[[ DATA UNDER STUDY open ]]

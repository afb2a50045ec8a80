use crate::effects::chroma_key::{ChromaKey, extract_alpha};
use crate::effects::composite::composite;
use crate::foundation::core::PixelRect;
use crate::foundation::error::{OverlayError, OverlayResult};
use crate::layout::planner::LayoutPlan;
use crate::media::source::{FrameStream, VideoSource};
use image::imageops::{self, FilterType};
use image::{RgbImage, RgbaImage};

/// Temporal strategy for combining the main and avatar streams.
#[derive(Clone, Copy, Debug, PartialEq, Eq, Hash, serde::Serialize, serde::Deserialize)]
#[serde(rename_all = "snake_case")]
pub enum AssemblyMode {
    /// Both play together; the avatar loops until the main video ends.
    Parallel,
    /// The avatar plays once over the frozen first main frame, then the main video plays in full.
    Sequential,
}

impl AssemblyMode {
    pub fn as_str(self) -> &'static str {
        match self {
            Self::Parallel => "parallel",
            Self::Sequential => "sequential",
        }
    }
}

impl std::fmt::Display for AssemblyMode {
    fn fmt(&self, f: &mut std::fmt::Formatter<'_>) -> std::fmt::Result {
        f.write_str(self.as_str())
    }
}

impl std::str::FromStr for AssemblyMode {
    type Err = OverlayError;

    fn from_str(s: &str) -> Result<Self, Self::Err> {
        match s.trim().to_ascii_lowercase().as_str() {
            "parallel" => Ok(Self::Parallel),
            "sequential" => Ok(Self::Sequential),
            other => Err(OverlayError::validation(format!(
                "unknown assembly mode '{other}' (expected parallel or sequential)"
            ))),
        }
    }
}

/// Counters collected while a [`FrameSequence`] is drained.
#[derive(Clone, Copy, Debug, Default, PartialEq, Eq)]
pub struct SequenceStats {
    /// Frames yielded so far.
    pub frames_emitted: u64,
    /// Avatar frames composited.
    pub avatar_frames: u64,
    /// Times the avatar stream was restarted (parallel mode).
    pub avatar_loops: u64,
    /// Frames over the frozen backdrop (sequential mode).
    pub frozen_frames: u64,
    /// Main frames played without an overlay (sequential mode).
    pub playback_frames: u64,
}

/// Builds composited frame sequences for a fixed chroma key.
#[derive(Clone, Copy, Debug, Default)]
pub struct FrameSequencer {
    key: ChromaKey,
}

impl FrameSequencer {
    pub fn new(key: ChromaKey) -> Self {
        Self { key }
    }

    /// Open both sources from their start and prepare a lazy sequence for `mode`.
    ///
    /// Fails with `Source` when a stream cannot be opened or has no first frame, and with `Plan`
    /// when `plan` does not fit the main video.
    pub fn sequence<'a>(
        &self,
        main: &'a dyn VideoSource,
        avatar: &'a dyn VideoSource,
        plan: &LayoutPlan,
        mode: AssemblyMode,
    ) -> OverlayResult<FrameSequence<'a>> {
        plan.validate(main.info().size)?;

        let mut main_stream = main.frames()?;
        let first_main = first_of(&mut main_stream, main)?;
        let mut avatar_stream = avatar.frames()?;
        let first_avatar = first_of(&mut avatar_stream, avatar)?;

        let state = match mode {
            AssemblyMode::Parallel => State::Parallel {
                main: main_stream,
                avatar: avatar_stream,
                pending_main: Some(first_main),
                pending_avatar: Some(first_avatar),
            },
            AssemblyMode::Sequential => State::Frozen {
                backdrop: process_main(&first_main, plan)?,
                avatar: avatar_stream,
                pending_avatar: Some(first_avatar),
                // Segment B restarts from the first frame; the open stream already sits after it.
                main: main_stream,
                pending_main: Some(first_main),
            },
        };

        Ok(FrameSequence {
            avatar_source: avatar,
            plan: plan.clone(),
            key: self.key,
            mode,
            state,
            stats: SequenceStats::default(),
        })
    }
}

fn first_of(stream: &mut FrameStream<'_>, source: &dyn VideoSource) -> OverlayResult<RgbImage> {
    stream.next().unwrap_or_else(|| {
        Err(OverlayError::source(format!(
            "no readable frame in '{}'",
            source.info().path.display()
        )))
    })
}

enum State<'a> {
    Parallel {
        main: FrameStream<'a>,
        avatar: FrameStream<'a>,
        pending_main: Option<RgbImage>,
        pending_avatar: Option<RgbImage>,
    },
    Frozen {
        backdrop: RgbImage,
        avatar: FrameStream<'a>,
        pending_avatar: Option<RgbImage>,
        main: FrameStream<'a>,
        pending_main: Option<RgbImage>,
    },
    Playback {
        main: FrameStream<'a>,
        pending_main: Option<RgbImage>,
    },
    Done,
}

/// Lazy, finite sequence of composited frames.
///
/// After the first `Err` item the sequence is fused and yields nothing further.
pub struct FrameSequence<'a> {
    avatar_source: &'a dyn VideoSource,
    plan: LayoutPlan,
    key: ChromaKey,
    mode: AssemblyMode,
    state: State<'a>,
    stats: SequenceStats,
}

impl FrameSequence<'_> {
    pub fn mode(&self) -> AssemblyMode {
        self.mode
    }

    pub fn stats(&self) -> SequenceStats {
        self.stats
    }

    fn overlay(&self, background: RgbImage, raw_avatar: &RgbImage) -> RgbImage {
        let fg = process_avatar(raw_avatar, &self.plan, &self.key);
        composite(
            background,
            &fg,
            i64::from(self.plan.offset.x),
            i64::from(self.plan.offset.y),
        )
    }

    fn step(&mut self) -> OverlayResult<Option<RgbImage>> {
        loop {
            match &mut self.state {
                State::Done => return Ok(None),
                State::Parallel {
                    main,
                    avatar,
                    pending_main,
                    pending_avatar,
                } => {
                    let Some(raw_main) = next_frame(pending_main, main)? else {
                        return Ok(None);
                    };
                    let raw_avatar = match next_frame(pending_avatar, avatar)? {
                        Some(frame) => frame,
                        None => {
                            let source = self.avatar_source;
                            *avatar = source.frames()?;
                            self.stats.avatar_loops += 1;
                            first_of(avatar, source)?
                        }
                    };
                    let background = process_main(&raw_main, &self.plan)?;
                    self.stats.avatar_frames += 1;
                    return Ok(Some(self.overlay(background, &raw_avatar)));
                }
                State::Frozen {
                    backdrop,
                    avatar,
                    pending_avatar,
                    ..
                } => {
                    if let Some(raw_avatar) = next_frame(pending_avatar, avatar)? {
                        let background = backdrop.clone();
                        self.stats.avatar_frames += 1;
                        self.stats.frozen_frames += 1;
                        return Ok(Some(self.overlay(background, &raw_avatar)));
                    }
                    if let State::Frozen {
                        main, pending_main, ..
                    } = std::mem::replace(&mut self.state, State::Done)
                    {
                        self.state = State::Playback { main, pending_main };
                    }
                }
                State::Playback { main, pending_main } => {
                    let Some(raw_main) = next_frame(pending_main, main)? else {
                        return Ok(None);
                    };
                    self.stats.playback_frames += 1;
                    return process_main(&raw_main, &self.plan).map(Some);
                }
            }
        }
    }
}

impl Iterator for FrameSequence<'_> {
    type Item = OverlayResult<RgbImage>;

    fn next(&mut self) -> Option<Self::Item> {
        match self.step() {
            Ok(Some(frame)) => {
                self.stats.frames_emitted += 1;
                Some(Ok(frame))
            }
            Ok(None) => {
                if !matches!(self.state, State::Done) {
                    tracing::debug!(mode = %self.mode, stats = ?self.stats, "frame sequence finished");
                }
                self.state = State::Done;
                None
            }
            Err(e) => {
                self.state = State::Done;
                Some(Err(e))
            }
        }
    }
}

fn next_frame(
    pending: &mut Option<RgbImage>,
    stream: &mut FrameStream<'_>,
) -> OverlayResult<Option<RgbImage>> {
    if let Some(frame) = pending.take() {
        return Ok(Some(frame));
    }
    stream.next().transpose()
}

/// Crop a main frame to `plan.crop` and rescale it back to the native size.
pub fn process_main(frame: &RgbImage, plan: &LayoutPlan) -> OverlayResult<RgbImage> {
    let size = plan.main_size;
    if frame.dimensions() != (size.width, size.height) {
        return Err(OverlayError::source(format!(
            "main frame is {}x{}, but the plan expects {size}",
            frame.width(),
            frame.height()
        )));
    }
    let crop = plan.crop;
    if crop == PixelRect::full(size) {
        return Ok(frame.clone());
    }
    let cropped = imageops::crop_imm(frame, crop.x, crop.y, crop.width, crop.height).to_image();
    Ok(imageops::resize(
        &cropped,
        size.width,
        size.height,
        FilterType::Triangle,
    ))
}

/// Scale an avatar frame to `plan.avatar_size` and key out its background.
pub fn process_avatar(frame: &RgbImage, plan: &LayoutPlan, key: &ChromaKey) -> RgbaImage {
    let target = plan.avatar_size;
    if frame.dimensions() == (target.width, target.height) {
        return extract_alpha(frame, key);
    }
    let scaled = imageops::resize(frame, target.width, target.height, FilterType::Triangle);
    extract_alpha(&scaled, key)
}

/// Composite the first avatar frame over the first main frame, as the final render would.
pub fn preview_frame(
    main_first: &RgbImage,
    avatar_first: &RgbImage,
    plan: &LayoutPlan,
    key: &ChromaKey,
) -> OverlayResult<RgbImage> {
    let background = process_main(main_first, plan)?;
    let fg = process_avatar(avatar_first, plan, key);
    Ok(composite(
        background,
        &fg,
        i64::from(plan.offset.x),
        i64::from(plan.offset.y),
    ))
}

#[cfg(test)]
#[path = "../../tests/unit/sequence/sequencer.rs"]
mod tests;
use crate::encode::ffmpeg::{FfmpegTools, ensure_parent_dir};
use crate::foundation::error::{OverlayError, OverlayResult};
use std::ffi::OsString;
use std::path::{Path, PathBuf};
use std::process::Command;

/// Sample rate used for resampled tracks and substituted silence.
pub const MIX_SAMPLE_RATE: u32 = 48_000;

/// How the audio tracks of a [`MuxRequest`] are combined.
#[derive(Clone, Copy, Debug, PartialEq, Eq)]
pub enum AudioTreatment {
    /// Equal-weight mix; the result lasts as long as the first track.
    MixFirst,
    /// Tracks play back to back in request order.
    Concat,
}

/// One audio input of a mux.
#[derive(Clone, Debug, PartialEq)]
pub struct AudioTrack {
    /// Video or audio file whose first audio stream is used.
    pub source: PathBuf,
    /// When `false`, silence of `span_secs` is substituted for the track.
    pub has_audio: bool,
    /// Seconds of output this track covers.
    pub span_secs: f64,
}

/// A silent video plus the audio to attach to it.
#[derive(Clone, Debug, PartialEq)]
pub struct MuxRequest {
    pub video: PathBuf,
    /// Exact duration of `video`; the final audio is padded or trimmed to it.
    pub video_secs: f64,
    pub treatment: AudioTreatment,
    pub tracks: Vec<AudioTrack>,
    pub out_path: PathBuf,
    pub overwrite: bool,
}

/// Structured result of an external tool invocation.
#[derive(Clone, Debug, PartialEq, Eq)]
pub struct CommandOutcome {
    /// Exit code, `None` when the process was terminated by a signal.
    pub code: Option<i32>,
    /// Captured diagnostic output, kept verbatim.
    pub stderr: String,
}

impl CommandOutcome {
    pub fn success(&self) -> bool {
        self.code == Some(0)
    }
}

/// Combines a silent video with audio into a finished file.
pub trait Muxer: Send + Sync {
    /// Produce `req.out_path`; `Ok` only when the tool succeeded and the output is non-empty.
    fn mux(&self, req: &MuxRequest) -> OverlayResult<CommandOutcome>;
}

/// [`Muxer`] backed by a system `ffmpeg`.
#[derive(Clone, Debug, Default)]
pub struct FfmpegMuxer {
    tools: FfmpegTools,
}

impl FfmpegMuxer {
    pub fn new(tools: FfmpegTools) -> Self {
        Self { tools }
    }
}

impl Muxer for FfmpegMuxer {
    fn mux(&self, req: &MuxRequest) -> OverlayResult<CommandOutcome> {
        let args = build_mux_args(req)?;
        ensure_parent_dir(&req.out_path)?;
        // A refused overwrite leaves the file that caused the refusal alone.
        let owned = req.overwrite || !req.out_path.exists();
        let mut partial = PartialOutput(owned.then_some(req.out_path.as_path()));
        tracing::debug!(?args, "running ffmpeg mux");

        let out = Command::new(&self.tools.ffmpeg)
            .args(&args)
            .output()
            .map_err(|e| {
                OverlayError::encode(format!(
                    "failed to spawn ffmpeg (is it installed and on PATH?): {e}"
                ))
            })?;
        let outcome = CommandOutcome {
            code: out.status.code(),
            stderr: String::from_utf8_lossy(&out.stderr).into_owned(),
        };
        if !outcome.success() {
            return Err(OverlayError::encode(format!(
                "ffmpeg mux exited with status {}: {}",
                out.status,
                outcome.stderr.trim()
            )));
        }
        check_output(&req.out_path)?;
        partial.0 = None;
        Ok(outcome)
    }
}

/// Removes a mux output on drop unless it was disarmed after passing [`check_output`].
struct PartialOutput<'a>(Option<&'a Path>);

impl Drop for PartialOutput<'_> {
    fn drop(&mut self) {
        if let Some(path) = self.0.take() {
            if path.exists() {
                tracing::debug!(path = %path.display(), "removing unfinished mux output");
                let _ = std::fs::remove_file(path);
            }
        }
    }
}

/// Fail unless `path` is a non-empty file.
pub fn check_output(path: &Path) -> OverlayResult<()> {
    match std::fs::metadata(path) {
        Ok(meta) if meta.is_file() && meta.len() > 0 => Ok(()),
        Ok(_) => Err(OverlayError::encode(format!(
            "muxer produced an empty output '{}'",
            path.display()
        ))),
        Err(e) => Err(OverlayError::encode(format!(
            "muxer output '{}' is missing: {e}",
            path.display()
        ))),
    }
}

/// Build the full `ffmpeg` argument vector for `req`.
///
/// Input 0 is the silent video; input `i + 1` is track `i`, or a generated silent source when the
/// track has no audio. The video stream is copied, never re-encoded.
pub fn build_mux_args(req: &MuxRequest) -> OverlayResult<Vec<OsString>> {
    if req.tracks.is_empty() {
        return Err(OverlayError::validation("mux request has no audio tracks"));
    }
    if !req.video_secs.is_finite() || req.video_secs <= 0.0 {
        return Err(OverlayError::validation(format!(
            "mux video duration must be positive, got {}",
            req.video_secs
        )));
    }
    if let Some(bad) = req
        .tracks
        .iter()
        .find(|t| !t.span_secs.is_finite() || t.span_secs < 0.0)
    {
        return Err(OverlayError::validation(format!(
            "audio span for '{}' must be non-negative, got {}",
            bad.source.display(),
            bad.span_secs
        )));
    }

    let overwrite = if req.overwrite { "-y" } else { "-n" };
    let mut args: Vec<OsString> = vec![overwrite.into()];
    for a in ["-v", "error", "-nostdin", "-i"] {
        args.push(a.into());
    }
    args.push(req.video.clone().into_os_string());

    for track in &req.tracks {
        if track.has_audio {
            args.push("-i".into());
            args.push(track.source.clone().into_os_string());
        } else {
            args.push("-f".into());
            args.push("lavfi".into());
            args.push("-t".into());
            args.push(secs(track.span_secs).into());
            args.push("-i".into());
            args.push(format!("anullsrc=r={MIX_SAMPLE_RATE}:cl=stereo").into());
        }
    }

    args.push("-filter_complex".into());
    args.push(filter_graph(req).into());
    for a in [
        "-map",
        "0:v:0",
        "-map",
        "[aout]",
        "-c:v",
        "copy",
        "-c:a",
        "aac",
        "-movflags",
        "+faststart",
    ] {
        args.push(a.into());
    }
    args.push(req.out_path.clone().into_os_string());
    Ok(args)
}

fn filter_graph(req: &MuxRequest) -> String {
    let n = req.tracks.len();
    let mut chains: Vec<String> = Vec::with_capacity(n + 2);
    for (i, track) in req.tracks.iter().enumerate() {
        let mut chain = format!(
            "[{}:a:0]aresample={MIX_SAMPLE_RATE},aformat=sample_fmts=fltp:channel_layouts=stereo",
            i + 1
        );
        if req.treatment == AudioTreatment::Concat {
            // Each segment must cover exactly its span for later ones to line up.
            chain.push_str(&format!(",apad,atrim=duration={}", secs(track.span_secs)));
        }
        chain.push_str(&format!("[a{i}]"));
        chains.push(chain);
    }

    let labels: String = (0..n).map(|i| format!("[a{i}]")).collect();
    let combined = match (req.treatment, n) {
        (_, 1) => "[a0]".to_string(),
        (AudioTreatment::MixFirst, _) => {
            chains.push(format!(
                "{labels}amix=inputs={n}:duration=first:dropout_transition=0[mix]"
            ));
            "[mix]".to_string()
        }
        (AudioTreatment::Concat, _) => {
            chains.push(format!("{labels}concat=n={n}:v=0:a=1[cat]"));
            "[cat]".to_string()
        }
    };
    chains.push(format!(
        "{combined}apad,atrim=duration={}[aout]",
        secs(req.video_secs)
    ));
    chains.join(";")
}

fn secs(v: f64) -> String {
    format!("{v:.6}")
}

#[cfg(test)]
#[path = "../../tests/unit/encode/mux.rs"]
mod tests;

[[ DATA UNDER STUDY closed ]]

All lines of the records above with the word "PixelRect" in them are to be copied.

EXERCISE ANSWER
use crate::foundation::core::PixelRect;
    if crop == PixelRect::full(size) {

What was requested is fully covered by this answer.